TASK DESCRIPTION: With the material below, print exactly the lines between the line holding "x unit price." and the line holding "use recivo_db::entities::sea_orm_active_enums::ThresholdType;", inclusive. Add nothing else.

DATA FOR PROCESSING:

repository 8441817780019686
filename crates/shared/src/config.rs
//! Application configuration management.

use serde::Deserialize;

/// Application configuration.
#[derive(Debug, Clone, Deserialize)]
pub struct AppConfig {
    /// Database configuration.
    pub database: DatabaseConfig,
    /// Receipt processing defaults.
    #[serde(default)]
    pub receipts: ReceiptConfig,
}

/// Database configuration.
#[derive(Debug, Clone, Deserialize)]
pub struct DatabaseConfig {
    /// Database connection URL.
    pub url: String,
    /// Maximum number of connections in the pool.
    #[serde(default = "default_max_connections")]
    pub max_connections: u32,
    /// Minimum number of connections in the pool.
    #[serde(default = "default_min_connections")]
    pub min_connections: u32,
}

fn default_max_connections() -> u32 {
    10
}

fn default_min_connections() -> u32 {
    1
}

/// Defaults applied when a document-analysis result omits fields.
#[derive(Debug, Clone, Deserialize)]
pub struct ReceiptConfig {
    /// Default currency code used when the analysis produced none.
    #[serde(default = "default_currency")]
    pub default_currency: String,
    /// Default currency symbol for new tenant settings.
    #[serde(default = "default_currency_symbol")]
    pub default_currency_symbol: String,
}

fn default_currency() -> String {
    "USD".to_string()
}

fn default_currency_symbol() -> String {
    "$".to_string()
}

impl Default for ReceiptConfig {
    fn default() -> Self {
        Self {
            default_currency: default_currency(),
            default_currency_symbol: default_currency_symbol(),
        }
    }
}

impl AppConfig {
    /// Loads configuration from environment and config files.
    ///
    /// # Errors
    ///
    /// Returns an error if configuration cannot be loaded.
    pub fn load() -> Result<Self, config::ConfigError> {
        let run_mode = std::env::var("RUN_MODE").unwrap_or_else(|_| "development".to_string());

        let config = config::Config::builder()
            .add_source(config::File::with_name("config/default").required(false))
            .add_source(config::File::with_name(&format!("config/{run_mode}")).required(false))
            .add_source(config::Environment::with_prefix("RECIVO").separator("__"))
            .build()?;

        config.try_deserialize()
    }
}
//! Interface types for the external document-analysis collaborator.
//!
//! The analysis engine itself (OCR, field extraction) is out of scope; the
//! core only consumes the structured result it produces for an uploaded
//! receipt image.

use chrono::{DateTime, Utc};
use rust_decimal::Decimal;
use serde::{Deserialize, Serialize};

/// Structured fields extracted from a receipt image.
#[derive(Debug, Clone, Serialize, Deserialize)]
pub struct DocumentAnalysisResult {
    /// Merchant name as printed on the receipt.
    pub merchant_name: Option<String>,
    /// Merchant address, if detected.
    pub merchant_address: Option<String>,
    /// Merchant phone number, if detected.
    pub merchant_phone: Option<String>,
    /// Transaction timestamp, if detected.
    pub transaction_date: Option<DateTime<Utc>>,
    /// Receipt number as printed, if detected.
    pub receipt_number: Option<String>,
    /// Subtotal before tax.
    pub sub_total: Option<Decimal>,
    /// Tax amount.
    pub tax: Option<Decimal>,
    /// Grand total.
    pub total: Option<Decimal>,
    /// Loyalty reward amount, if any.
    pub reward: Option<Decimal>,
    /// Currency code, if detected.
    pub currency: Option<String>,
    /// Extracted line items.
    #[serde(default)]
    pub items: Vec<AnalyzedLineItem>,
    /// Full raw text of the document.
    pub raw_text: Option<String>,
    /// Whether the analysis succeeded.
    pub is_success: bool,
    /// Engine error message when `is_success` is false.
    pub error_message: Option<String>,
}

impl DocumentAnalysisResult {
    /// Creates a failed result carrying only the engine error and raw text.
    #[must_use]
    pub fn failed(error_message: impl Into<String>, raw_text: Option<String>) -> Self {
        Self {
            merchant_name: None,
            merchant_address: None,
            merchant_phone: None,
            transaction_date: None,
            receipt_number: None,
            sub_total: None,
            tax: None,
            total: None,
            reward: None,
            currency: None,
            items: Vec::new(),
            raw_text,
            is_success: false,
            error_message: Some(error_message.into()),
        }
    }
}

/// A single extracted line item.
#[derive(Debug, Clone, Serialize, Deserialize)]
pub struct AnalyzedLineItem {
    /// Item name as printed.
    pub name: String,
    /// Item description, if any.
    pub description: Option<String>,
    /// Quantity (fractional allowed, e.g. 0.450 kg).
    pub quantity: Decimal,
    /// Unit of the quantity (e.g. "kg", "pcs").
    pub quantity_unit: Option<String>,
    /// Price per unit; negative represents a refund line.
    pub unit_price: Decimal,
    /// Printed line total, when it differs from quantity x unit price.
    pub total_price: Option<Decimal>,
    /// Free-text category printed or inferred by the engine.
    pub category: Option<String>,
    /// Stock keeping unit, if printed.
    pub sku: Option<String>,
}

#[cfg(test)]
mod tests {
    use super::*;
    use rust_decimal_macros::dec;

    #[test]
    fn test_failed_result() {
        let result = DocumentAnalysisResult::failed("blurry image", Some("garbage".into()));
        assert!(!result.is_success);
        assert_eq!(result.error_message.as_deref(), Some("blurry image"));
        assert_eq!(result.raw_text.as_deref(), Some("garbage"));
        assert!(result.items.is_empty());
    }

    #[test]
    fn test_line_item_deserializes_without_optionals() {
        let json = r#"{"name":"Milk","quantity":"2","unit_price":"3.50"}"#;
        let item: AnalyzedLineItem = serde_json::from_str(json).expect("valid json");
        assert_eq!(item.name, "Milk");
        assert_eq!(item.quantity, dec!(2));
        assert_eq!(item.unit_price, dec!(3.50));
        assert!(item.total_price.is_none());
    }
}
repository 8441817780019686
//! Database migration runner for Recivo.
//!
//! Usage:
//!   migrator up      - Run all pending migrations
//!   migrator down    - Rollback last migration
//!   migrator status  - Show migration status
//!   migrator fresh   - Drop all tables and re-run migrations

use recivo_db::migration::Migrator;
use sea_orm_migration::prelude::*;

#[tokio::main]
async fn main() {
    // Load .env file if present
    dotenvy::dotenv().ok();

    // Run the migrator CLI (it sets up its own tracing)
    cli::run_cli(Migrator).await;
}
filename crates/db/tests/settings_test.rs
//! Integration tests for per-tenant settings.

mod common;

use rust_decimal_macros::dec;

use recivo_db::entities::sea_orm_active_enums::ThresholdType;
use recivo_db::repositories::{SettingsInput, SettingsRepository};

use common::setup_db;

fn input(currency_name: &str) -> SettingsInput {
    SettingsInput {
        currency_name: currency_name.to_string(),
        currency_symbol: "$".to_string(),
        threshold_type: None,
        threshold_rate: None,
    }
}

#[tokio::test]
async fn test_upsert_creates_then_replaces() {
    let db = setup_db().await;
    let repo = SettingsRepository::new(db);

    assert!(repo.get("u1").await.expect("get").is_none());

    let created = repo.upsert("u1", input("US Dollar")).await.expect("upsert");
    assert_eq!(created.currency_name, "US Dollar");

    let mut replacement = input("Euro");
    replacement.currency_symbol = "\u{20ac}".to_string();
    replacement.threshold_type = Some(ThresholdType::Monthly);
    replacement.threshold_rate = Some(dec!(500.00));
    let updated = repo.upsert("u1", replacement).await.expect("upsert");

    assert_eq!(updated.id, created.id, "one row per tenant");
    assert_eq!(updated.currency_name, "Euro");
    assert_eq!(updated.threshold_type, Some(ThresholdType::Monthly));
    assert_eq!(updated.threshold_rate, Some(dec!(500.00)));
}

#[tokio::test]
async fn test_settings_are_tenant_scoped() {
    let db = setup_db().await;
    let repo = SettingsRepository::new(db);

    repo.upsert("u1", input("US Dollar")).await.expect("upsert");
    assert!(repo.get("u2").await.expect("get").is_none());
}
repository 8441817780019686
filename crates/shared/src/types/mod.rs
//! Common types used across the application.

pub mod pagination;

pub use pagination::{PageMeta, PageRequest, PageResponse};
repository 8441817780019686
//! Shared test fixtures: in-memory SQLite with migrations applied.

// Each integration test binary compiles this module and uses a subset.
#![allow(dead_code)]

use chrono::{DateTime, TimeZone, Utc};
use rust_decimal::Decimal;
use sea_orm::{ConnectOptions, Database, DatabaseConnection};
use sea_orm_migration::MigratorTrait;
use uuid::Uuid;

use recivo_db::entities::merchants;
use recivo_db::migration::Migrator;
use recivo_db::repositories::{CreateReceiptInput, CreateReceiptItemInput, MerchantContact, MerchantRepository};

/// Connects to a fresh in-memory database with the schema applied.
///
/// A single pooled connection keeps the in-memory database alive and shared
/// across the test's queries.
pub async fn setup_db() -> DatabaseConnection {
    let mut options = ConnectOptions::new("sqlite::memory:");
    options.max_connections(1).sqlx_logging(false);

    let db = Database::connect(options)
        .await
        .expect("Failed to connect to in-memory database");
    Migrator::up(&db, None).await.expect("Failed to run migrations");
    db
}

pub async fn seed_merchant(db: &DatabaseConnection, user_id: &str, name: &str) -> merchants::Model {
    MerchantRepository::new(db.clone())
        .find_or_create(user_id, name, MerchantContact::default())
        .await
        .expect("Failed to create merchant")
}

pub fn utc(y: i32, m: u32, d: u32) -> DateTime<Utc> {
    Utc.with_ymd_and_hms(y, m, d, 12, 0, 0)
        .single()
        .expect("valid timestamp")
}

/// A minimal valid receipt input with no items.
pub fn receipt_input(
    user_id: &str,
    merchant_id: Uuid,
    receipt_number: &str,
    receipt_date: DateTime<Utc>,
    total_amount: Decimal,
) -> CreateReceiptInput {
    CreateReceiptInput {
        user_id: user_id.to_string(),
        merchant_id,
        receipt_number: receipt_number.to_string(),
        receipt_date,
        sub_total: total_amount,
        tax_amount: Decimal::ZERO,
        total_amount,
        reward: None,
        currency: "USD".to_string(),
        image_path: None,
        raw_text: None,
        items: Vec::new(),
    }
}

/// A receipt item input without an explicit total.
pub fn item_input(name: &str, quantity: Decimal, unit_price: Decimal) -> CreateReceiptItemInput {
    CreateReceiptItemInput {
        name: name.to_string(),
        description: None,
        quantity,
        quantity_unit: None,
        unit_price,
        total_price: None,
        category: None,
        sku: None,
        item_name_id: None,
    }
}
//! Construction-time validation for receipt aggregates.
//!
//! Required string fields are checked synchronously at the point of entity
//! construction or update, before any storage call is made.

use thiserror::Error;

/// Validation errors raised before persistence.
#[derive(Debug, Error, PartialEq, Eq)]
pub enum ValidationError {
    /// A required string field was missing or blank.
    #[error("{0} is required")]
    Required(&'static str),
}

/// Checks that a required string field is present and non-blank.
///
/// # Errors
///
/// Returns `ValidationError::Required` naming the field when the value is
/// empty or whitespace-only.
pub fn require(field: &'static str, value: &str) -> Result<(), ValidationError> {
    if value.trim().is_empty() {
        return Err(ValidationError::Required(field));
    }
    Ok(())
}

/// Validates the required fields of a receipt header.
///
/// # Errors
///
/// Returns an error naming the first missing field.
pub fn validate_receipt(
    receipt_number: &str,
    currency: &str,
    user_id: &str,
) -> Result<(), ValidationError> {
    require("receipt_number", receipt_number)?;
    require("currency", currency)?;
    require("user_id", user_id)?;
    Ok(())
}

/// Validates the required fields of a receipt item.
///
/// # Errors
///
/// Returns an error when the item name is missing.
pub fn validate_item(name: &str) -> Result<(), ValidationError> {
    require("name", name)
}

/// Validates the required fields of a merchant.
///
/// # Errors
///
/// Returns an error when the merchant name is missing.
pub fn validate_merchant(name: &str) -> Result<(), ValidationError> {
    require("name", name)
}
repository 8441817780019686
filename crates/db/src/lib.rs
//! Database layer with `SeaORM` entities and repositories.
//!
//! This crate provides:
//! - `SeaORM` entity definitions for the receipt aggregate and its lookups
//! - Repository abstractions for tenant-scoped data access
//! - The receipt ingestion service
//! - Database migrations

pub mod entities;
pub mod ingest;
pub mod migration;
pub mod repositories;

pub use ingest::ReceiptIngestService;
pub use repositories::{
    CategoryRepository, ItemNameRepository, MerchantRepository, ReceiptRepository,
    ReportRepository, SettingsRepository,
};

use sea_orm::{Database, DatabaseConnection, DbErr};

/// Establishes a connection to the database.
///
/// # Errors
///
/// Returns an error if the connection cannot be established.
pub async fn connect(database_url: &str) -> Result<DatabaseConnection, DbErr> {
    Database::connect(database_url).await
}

EXERCISE SOLUTION:
    /// Printed line total, when it differs from quantity x unit price.
    pub total_price: Option<Decimal>,
    /// Free-text category printed or inferred by the engine.
    pub category: Option<String>,
    /// Stock keeping unit, if printed.
    pub sku: Option<String>,
}

#[cfg(test)]
mod tests {
    use super::*;
    use rust_decimal_macros::dec;

    #[test]
    fn test_failed_result() {
        let result = DocumentAnalysisResult::failed("blurry image", Some("garbage".into()));
        assert!(!result.is_success);
        assert_eq!(result.error_message.as_deref(), Some("blurry image"));
        assert_eq!(result.raw_text.as_deref(), Some("garbage"));
        assert!(result.items.is_empty());
    }

    #[test]
    fn test_line_item_deserializes_without_optionals() {
        let json = r#"{"name":"Milk","quantity":"2","unit_price":"3.50"}"#;
        let item: AnalyzedLineItem = serde_json::from_str(json).expect("valid json");
        assert_eq!(item.name, "Milk");
        assert_eq!(item.quantity, dec!(2));
        assert_eq!(item.unit_price, dec!(3.50));
        assert!(item.total_price.is_none());
    }
}
repository 8441817780019686
//! Database migration runner for Recivo.
//!
//! Usage:
//!   migrator up      - Run all pending migrations
//!   migrator down    - Rollback last migration
//!   migrator status  - Show migration status
//!   migrator fresh   - Drop all tables and re-run migrations

use recivo_db::migration::Migrator;
use sea_orm_migration::prelude::*;

#[tokio::main]
async fn main() {
    // Load .env file if present
    dotenvy::dotenv().ok();

    // Run the migrator CLI (it sets up its own tracing)
    cli::run_cli(Migrator).await;
}
filename crates/db/tests/settings_test.rs
//! Integration tests for per-tenant settings.

mod common;

use rust_decimal_macros::dec;

use recivo_db::entities::sea_orm_active_enums::ThresholdType;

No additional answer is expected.